▶ _Information supplied_
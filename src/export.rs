//! Export Module
//!
//! Renders a ranked report as an aligned text table, pretty-printed JSON,
//! or JSON Lines for piping into other tools.

use chrono::{DateTime, Utc};
use serde::Serialize;

use crate::aggregate::{LocalHostRecord, PointToPointRecord, RawRecord};
use crate::fields::{fields_for, label, Columns, Field};
use crate::filter::FilterSpec;
use crate::query::{QueryContext, Report};
use crate::settings::{SortKey, View};

/// Output format for exports
#[derive(Debug, Clone, Copy, PartialEq, Eq, Default)]
pub enum OutputFormat {
    #[default]
    Text,
    Json,
    JsonLines, // One JSON object per line (JSONL)
}

impl std::str::FromStr for OutputFormat {
    type Err = String;

    fn from_str(s: &str) -> Result<Self, Self::Err> {
        match s.to_lowercase().as_str() {
            "text" => Ok(Self::Text),
            "json" => Ok(Self::Json),
            "jsonl" | "jsonlines" => Ok(Self::JsonLines),
            _ => Err(format!("Unknown output format: {}", s)),
        }
    }
}

impl std::fmt::Display for OutputFormat {
    fn fmt(&self, f: &mut std::fmt::Formatter<'_>) -> std::fmt::Result {
        match self {
            Self::Text => write!(f, "text"),
            Self::Json => write!(f, "json"),
            Self::JsonLines => write!(f, "jsonl"),
        }
    }
}

/// What a report was computed from.
#[derive(Debug, Clone, Serialize)]
pub struct ReportMeta {
    pub generated_at: DateTime<Utc>,
    pub sort_key: SortKey,
    pub threshold: u64,
    pub filters: FilterSpec,
    pub batches: usize,
    pub sessions: usize,
}

impl From<&QueryContext> for ReportMeta {
    fn from(ctx: &QueryContext) -> Self {
        let settings = ctx.settings();
        Self {
            generated_at: Utc::now(),
            sort_key: settings.sort_key,
            threshold: settings.threshold,
            filters: settings.filters.clone(),
            batches: ctx.store().len(),
            sessions: ctx.store().session_count(),
        }
    }
}

/// Borrowed, possibly truncated rows of a report.
#[derive(Debug, Clone, Copy, Serialize)]
#[serde(untagged)]
enum Rows<'a> {
    Raw(&'a [RawRecord]),
    PointToPoint(&'a [PointToPointRecord]),
    LocalHost(&'a [LocalHostRecord]),
}

impl<'a> Rows<'a> {
    fn new(report: &'a Report, limit: Option<usize>) -> Self {
        fn head<T>(rows: &[T], limit: Option<usize>) -> &[T] {
            &rows[..limit.map_or(rows.len(), |n| n.min(rows.len()))]
        }
        match report {
            Report::Raw(rows) => Self::Raw(head(rows, limit)),
            Report::PointToPoint(rows) => Self::PointToPoint(head(rows, limit)),
            Report::LocalHost(rows) => Self::LocalHost(head(rows, limit)),
        }
    }

    fn len(&self) -> usize {
        match self {
            Self::Raw(rows) => rows.len(),
            Self::PointToPoint(rows) => rows.len(),
            Self::LocalHost(rows) => rows.len(),
        }
    }

    fn cells(&self, fields: &[Field]) -> Vec<Vec<String>> {
        fn collect<T: Columns>(rows: &[T], fields: &[Field]) -> Vec<Vec<String>> {
            rows.iter()
                .map(|row| {
                    fields
                        .iter()
                        .map(|f| row.value(*f).unwrap_or_else(|| "-".to_string()))
                        .collect()
                })
                .collect()
        }
        match self {
            Self::Raw(rows) => collect(rows, fields),
            Self::PointToPoint(rows) => collect(rows, fields),
            Self::LocalHost(rows) => collect(rows, fields),
        }
    }

    fn json_lines(&self) -> Vec<String> {
        fn encode<T: Serialize>(rows: &[T]) -> Vec<String> {
            rows.iter().filter_map(|r| serde_json::to_string(r).ok()).collect()
        }
        match self {
            Self::Raw(rows) => encode(rows),
            Self::PointToPoint(rows) => encode(rows),
            Self::LocalHost(rows) => encode(rows),
        }
    }
}

/// JSON-serializable report
#[derive(Serialize)]
struct JsonReport<'a> {
    version: &'static str,
    #[serde(flatten)]
    meta: &'a ReportMeta,
    view: String,
    total_rows: usize,
    rows: Rows<'a>,
}

impl<'a> JsonReport<'a> {
    fn new(report: &'a Report, meta: &'a ReportMeta, limit: Option<usize>) -> Self {
        Self {
            version: "1.0",
            meta,
            view: report.view().to_string(),
            total_rows: report.len(),
            rows: Rows::new(report, limit),
        }
    }
}

/// Exports a report in the specified format, keeping at most `limit` rows.
pub fn export_report(
    report: &Report,
    meta: &ReportMeta,
    format: OutputFormat,
    limit: Option<usize>,
) -> String {
    match format {
        OutputFormat::Text => export_text(report, meta, limit),
        OutputFormat::Json => export_json(report, meta, limit),
        OutputFormat::JsonLines => export_jsonl(report, meta, limit),
    }
}

/// Exports report as pretty-printed JSON
pub fn export_json(report: &Report, meta: &ReportMeta, limit: Option<usize>) -> String {
    serde_json::to_string_pretty(&JsonReport::new(report, meta, limit))
        .unwrap_or_else(|e| format!("{{\"error\": \"{}\"}}", e))
}

/// Exports report as JSON Lines (one record per line)
pub fn export_jsonl(report: &Report, meta: &ReportMeta, limit: Option<usize>) -> String {
    let rows = Rows::new(report, limit);
    let mut lines = Vec::with_capacity(rows.len() + 1);

    // First line is the summary
    let summary = serde_json::json!({
        "type": "summary",
        "generated_at": meta.generated_at.to_rfc3339(),
        "sort_key": meta.sort_key,
        "threshold": meta.threshold,
        "filters": meta.filters,
        "view": report.view().to_string(),
        "batches": meta.batches,
        "sessions": meta.sessions,
        "total_rows": report.len(),
    });
    lines.push(serde_json::to_string(&summary).unwrap_or_default());

    lines.extend(rows.json_lines());
    lines.join("\n")
}

/// Exports report as an aligned text table
pub fn export_text(report: &Report, meta: &ReportMeta, limit: Option<usize>) -> String {
    let mut output = String::new();

    output.push_str(&format!(
        "--- Flow Report ---\nTime: {}\n{}: {}\n{}: {}\nBatches: {} ({} sessions)\n",
        meta.generated_at.format("%Y-%m-%d %H:%M:%S"),
        label("sort-key"),
        meta.sort_key,
        label("threshold"),
        meta.threshold,
        meta.batches,
        meta.sessions,
    ));
    for (name, value) in meta.filters.iter() {
        output.push_str(&format!("{}: {}\n", label(name.as_str()), value));
    }

    if report.is_empty() {
        output.push_str("Rows: None\n");
        return output;
    }

    let key = if report.view() == View::Raw { SortKey::Raw } else { meta.sort_key };
    let fields = fields_for(key, true);
    let rows = Rows::new(report, limit);
    output.push_str(&format!("Rows: {} of {}\n\n", rows.len(), report.len()));
    output.push_str(&render_table(&fields, &rows.cells(&fields)));
    output
}

fn render_table(fields: &[Field], cells: &[Vec<String>]) -> String {
    let headers: Vec<String> = fields.iter().map(Field::label).collect();
    let mut widths: Vec<usize> = headers.iter().map(|h| h.chars().count()).collect();
    for row in cells {
        for (width, cell) in widths.iter_mut().zip(row) {
            *width = (*width).max(cell.chars().count());
        }
    }

    let line = |row: &[String]| -> String {
        let padded: Vec<String> = row
            .iter()
            .zip(&widths)
            .map(|(cell, width)| format!("{:<width$}", cell, width = *width))
            .collect();
        format!("{}\n", padded.join("  ").trim_end())
    };

    let mut table = line(&headers);
    let rule_width = widths.iter().sum::<usize>() + 2 * widths.len().saturating_sub(1);
    table.push_str(&"-".repeat(rule_width));
    table.push('\n');
    for row in cells {
        table.push_str(&line(row));
    }
    table
}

▶ _What is required_
The full set of records, transcribed exactly, is the answer.

▶ _Solution for this task_
filename src/export.rs
//! Export Module
//!
//! Renders a ranked report as an aligned text table, pretty-printed JSON,
//! or JSON Lines for piping into other tools.

use chrono::{DateTime, Utc};
use serde::Serialize;

use crate::aggregate::{LocalHostRecord, PointToPointRecord, RawRecord};
use crate::fields::{fields_for, label, Columns, Field};
use crate::filter::FilterSpec;
use crate::query::{QueryContext, Report};
use crate::settings::{SortKey, View};

/// Output format for exports
#[derive(Debug, Clone, Copy, PartialEq, Eq, Default)]
pub enum OutputFormat {
    #[default]
    Text,
    Json,
    JsonLines, // One JSON object per line (JSONL)
}

impl std::str::FromStr for OutputFormat {
    type Err = String;

    fn from_str(s: &str) -> Result<Self, Self::Err> {
        match s.to_lowercase().as_str() {
            "text" => Ok(Self::Text),
            "json" => Ok(Self::Json),
            "jsonl" | "jsonlines" => Ok(Self::JsonLines),
            _ => Err(format!("Unknown output format: {}", s)),
        }
    }
}

impl std::fmt::Display for OutputFormat {
    fn fmt(&self, f: &mut std::fmt::Formatter<'_>) -> std::fmt::Result {
        match self {
            Self::Text => write!(f, "text"),
            Self::Json => write!(f, "json"),
            Self::JsonLines => write!(f, "jsonl"),
        }
    }
}

/// What a report was computed from.
#[derive(Debug, Clone, Serialize)]
pub struct ReportMeta {
    pub generated_at: DateTime<Utc>,
    pub sort_key: SortKey,
    pub threshold: u64,
    pub filters: FilterSpec,
    pub batches: usize,
    pub sessions: usize,
}

impl From<&QueryContext> for ReportMeta {
    fn from(ctx: &QueryContext) -> Self {
        let settings = ctx.settings();
        Self {
            generated_at: Utc::now(),
            sort_key: settings.sort_key,
            threshold: settings.threshold,
            filters: settings.filters.clone(),
            batches: ctx.store().len(),
            sessions: ctx.store().session_count(),
        }
    }
}

/// Borrowed, possibly truncated rows of a report.
#[derive(Debug, Clone, Copy, Serialize)]
#[serde(untagged)]
enum Rows<'a> {
    Raw(&'a [RawRecord]),
    PointToPoint(&'a [PointToPointRecord]),
    LocalHost(&'a [LocalHostRecord]),
}

impl<'a> Rows<'a> {
    fn new(report: &'a Report, limit: Option<usize>) -> Self {
        fn head<T>(rows: &[T], limit: Option<usize>) -> &[T] {
            &rows[..limit.map_or(rows.len(), |n| n.min(rows.len()))]
        }
        match report {
            Report::Raw(rows) => Self::Raw(head(rows, limit)),
            Report::PointToPoint(rows) => Self::PointToPoint(head(rows, limit)),
            Report::LocalHost(rows) => Self::LocalHost(head(rows, limit)),
        }
    }

    fn len(&self) -> usize {
        match self {
            Self::Raw(rows) => rows.len(),
            Self::PointToPoint(rows) => rows.len(),
            Self::LocalHost(rows) => rows.len(),
        }
    }

    fn cells(&self, fields: &[Field]) -> Vec<Vec<String>> {
        fn collect<T: Columns>(rows: &[T], fields: &[Field]) -> Vec<Vec<String>> {
            rows.iter()
                .map(|row| {
                    fields
                        .iter()
                        .map(|f| row.value(*f).unwrap_or_else(|| "-".to_string()))
                        .collect()
                })
                .collect()
        }
        match self {
            Self::Raw(rows) => collect(rows, fields),
            Self::PointToPoint(rows) => collect(rows, fields),
            Self::LocalHost(rows) => collect(rows, fields),
        }
    }

    fn json_lines(&self) -> Vec<String> {
        fn encode<T: Serialize>(rows: &[T]) -> Vec<String> {
            rows.iter().filter_map(|r| serde_json::to_string(r).ok()).collect()
        }
        match self {
            Self::Raw(rows) => encode(rows),
            Self::PointToPoint(rows) => encode(rows),
            Self::LocalHost(rows) => encode(rows),
        }
    }
}

/// JSON-serializable report
#[derive(Serialize)]
struct JsonReport<'a> {
    version: &'static str,
    #[serde(flatten)]
    meta: &'a ReportMeta,
    view: String,
    total_rows: usize,
    rows: Rows<'a>,
}

impl<'a> JsonReport<'a> {
    fn new(report: &'a Report, meta: &'a ReportMeta, limit: Option<usize>) -> Self {
        Self {
            version: "1.0",
            meta,
            view: report.view().to_string(),
            total_rows: report.len(),
            rows: Rows::new(report, limit),
        }
    }
}

/// Exports a report in the specified format, keeping at most `limit` rows.
pub fn export_report(
    report: &Report,
    meta: &ReportMeta,
    format: OutputFormat,
    limit: Option<usize>,
) -> String {
    match format {
        OutputFormat::Text => export_text(report, meta, limit),
        OutputFormat::Json => export_json(report, meta, limit),
        OutputFormat::JsonLines => export_jsonl(report, meta, limit),
    }
}

/// Exports report as pretty-printed JSON
pub fn export_json(report: &Report, meta: &ReportMeta, limit: Option<usize>) -> String {
    serde_json::to_string_pretty(&JsonReport::new(report, meta, limit))
        .unwrap_or_else(|e| format!("{{\"error\": \"{}\"}}", e))
}

/// Exports report as JSON Lines (one record per line)
pub fn export_jsonl(report: &Report, meta: &ReportMeta, limit: Option<usize>) -> String {
    let rows = Rows::new(report, limit);
    let mut lines = Vec::with_capacity(rows.len() + 1);

    // First line is the summary
    let summary = serde_json::json!({
        "type": "summary",
        "generated_at": meta.generated_at.to_rfc3339(),
        "sort_key": meta.sort_key,
        "threshold": meta.threshold,
        "filters": meta.filters,
        "view": report.view().to_string(),
        "batches": meta.batches,
        "sessions": meta.sessions,
        "total_rows": report.len(),
    });
    lines.push(serde_json::to_string(&summary).unwrap_or_default());

    lines.extend(rows.json_lines());
    lines.join("\n")
}

/// Exports report as an aligned text table
pub fn export_text(report: &Report, meta: &ReportMeta, limit: Option<usize>) -> String {
    let mut output = String::new();

    output.push_str(&format!(
        "--- Flow Report ---\nTime: {}\n{}: {}\n{}: {}\nBatches: {} ({} sessions)\n",
        meta.generated_at.format("%Y-%m-%d %H:%M:%S"),
        label("sort-key"),
        meta.sort_key,
        label("threshold"),
        meta.threshold,
        meta.batches,
        meta.sessions,
    ));
    for (name, value) in meta.filters.iter() {
        output.push_str(&format!("{}: {}\n", label(name.as_str()), value));
    }

    if report.is_empty() {
        output.push_str("Rows: None\n");
        return output;
    }

    let key = if report.view() == View::Raw { SortKey::Raw } else { meta.sort_key };
    let fields = fields_for(key, true);
    let rows = Rows::new(report, limit);
    output.push_str(&format!("Rows: {} of {}\n\n", rows.len(), report.len()));
    output.push_str(&render_table(&fields, &rows.cells(&fields)));
    output
}

fn render_table(fields: &[Field], cells: &[Vec<String>]) -> String {
    let headers: Vec<String> = fields.iter().map(Field::label).collect();
    let mut widths: Vec<usize> = headers.iter().map(|h| h.chars().count()).collect();
    for row in cells {
        for (width, cell) in widths.iter_mut().zip(row) {
            *width = (*width).max(cell.chars().count());
        }
    }

    let line = |row: &[String]| -> String {
        let padded: Vec<String> = row
            .iter()
            .zip(&widths)
            .map(|(cell, width)| format!("{:<width$}", cell, width = *width))
            .collect();
        format!("{}\n", padded.join("  ").trim_end())
    };

    let mut table = line(&headers);
    let rule_width = widths.iter().sum::<usize>() + 2 * widths.len().saturating_sub(1);
    table.push_str(&"-".repeat(rule_width));
    table.push('\n');
    for row in cells {
        table.push_str(&line(row));
    }
    table
}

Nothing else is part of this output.